What the task requires: Would you please return all of the entries below exactly as shown?

***** Provided records

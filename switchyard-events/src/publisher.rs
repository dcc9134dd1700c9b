//! Best-effort publishing for the write path.
//!
//! A committed write is never rolled back because its notification could not be
//! sent, so publish failures are logged and counted here instead of returned.

use std::sync::atomic::{AtomicU64, Ordering};
use std::sync::Arc;
use std::time::Duration;

use switchyard_core::BusError;

use crate::bus::EventBus;

pub const DEFAULT_PUBLISH_TIMEOUT: Duration = Duration::from_secs(2);

#[derive(Clone)]
pub struct EventPublisher {
    bus: Arc<dyn EventBus>,
    timeout: Duration,
    published: Arc<AtomicU64>,
    failed: Arc<AtomicU64>,
}

impl EventPublisher {
    pub fn new(bus: Arc<dyn EventBus>) -> Self {
        Self {
            bus,
            timeout: DEFAULT_PUBLISH_TIMEOUT,
            published: Arc::new(AtomicU64::new(0)),
            failed: Arc::new(AtomicU64::new(0)),
        }
    }

    pub fn with_timeout(mut self, timeout: Duration) -> Self {
        self.timeout = timeout;
        self
    }

    pub fn bus(&self) -> &Arc<dyn EventBus> {
        &self.bus
    }

    /// Publish `payload` on `routing_key`. Returns whether the bus accepted it.
    pub async fn publish_best_effort(&self, routing_key: &str, payload: &str) -> bool {
        let outcome = match tokio::time::timeout(self.timeout, self.bus.publish(routing_key, payload)).await {
            Ok(result) => result,
            Err(_) => Err(BusError::Timeout {
                routing_key: routing_key.to_string(),
            }),
        };

        match outcome {
            Ok(()) => {
                self.published.fetch_add(1, Ordering::Relaxed);
                true
            }
            Err(e) => {
                self.failed.fetch_add(1, Ordering::Relaxed);
                tracing::warn!(
                    routing_key,
                    exchange = self.bus.exchange(),
                    error = %e,
                    "Event publish failed, continuing"
                );
                false
            }
        }
    }

    pub fn published_count(&self) -> u64 {
        self.published.load(Ordering::Relaxed)
    }

    pub fn failure_count(&self) -> u64 {
        self.failed.load(Ordering::Relaxed)
    }
}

**********

Answer section:
filename switchyard-events/src/publisher.rs
repository dcc9134dd1700c9b
//! Best-effort publishing for the write path.
//!
//! A committed write is never rolled back because its notification could not be
//! sent, so publish failures are logged and counted here instead of returned.

use std::sync::atomic::{AtomicU64, Ordering};
use std::sync::Arc;
use std::time::Duration;

use switchyard_core::BusError;

use crate::bus::EventBus;

pub const DEFAULT_PUBLISH_TIMEOUT: Duration = Duration::from_secs(2);

#[derive(Clone)]
pub struct EventPublisher {
    bus: Arc<dyn EventBus>,
    timeout: Duration,
    published: Arc<AtomicU64>,
    failed: Arc<AtomicU64>,
}

impl EventPublisher {
    pub fn new(bus: Arc<dyn EventBus>) -> Self {
        Self {
            bus,
            timeout: DEFAULT_PUBLISH_TIMEOUT,
            published: Arc::new(AtomicU64::new(0)),
            failed: Arc::new(AtomicU64::new(0)),
        }
    }

    pub fn with_timeout(mut self, timeout: Duration) -> Self {
        self.timeout = timeout;
        self
    }

    pub fn bus(&self) -> &Arc<dyn EventBus> {
        &self.bus
    }

    /// Publish `payload` on `routing_key`. Returns whether the bus accepted it.
    pub async fn publish_best_effort(&self, routing_key: &str, payload: &str) -> bool {
        let outcome = match tokio::time::timeout(self.timeout, self.bus.publish(routing_key, payload)).await {
            Ok(result) => result,
            Err(_) => Err(BusError::Timeout {
                routing_key: routing_key.to_string(),
            }),
        };

        match outcome {
            Ok(()) => {
                self.published.fetch_add(1, Ordering::Relaxed);
                true
            }
            Err(e) => {
                self.failed.fetch_add(1, Ordering::Relaxed);
                tracing::warn!(
                    routing_key,
                    exchange = self.bus.exchange(),
                    error = %e,
                    "Event publish failed, continuing"
                );
                false
            }
        }
    }

    pub fn published_count(&self) -> u64 {
        self.published.load(Ordering::Relaxed)
    }

    pub fn failure_count(&self) -> u64 {
        self.failed.load(Ordering::Relaxed)
    }
}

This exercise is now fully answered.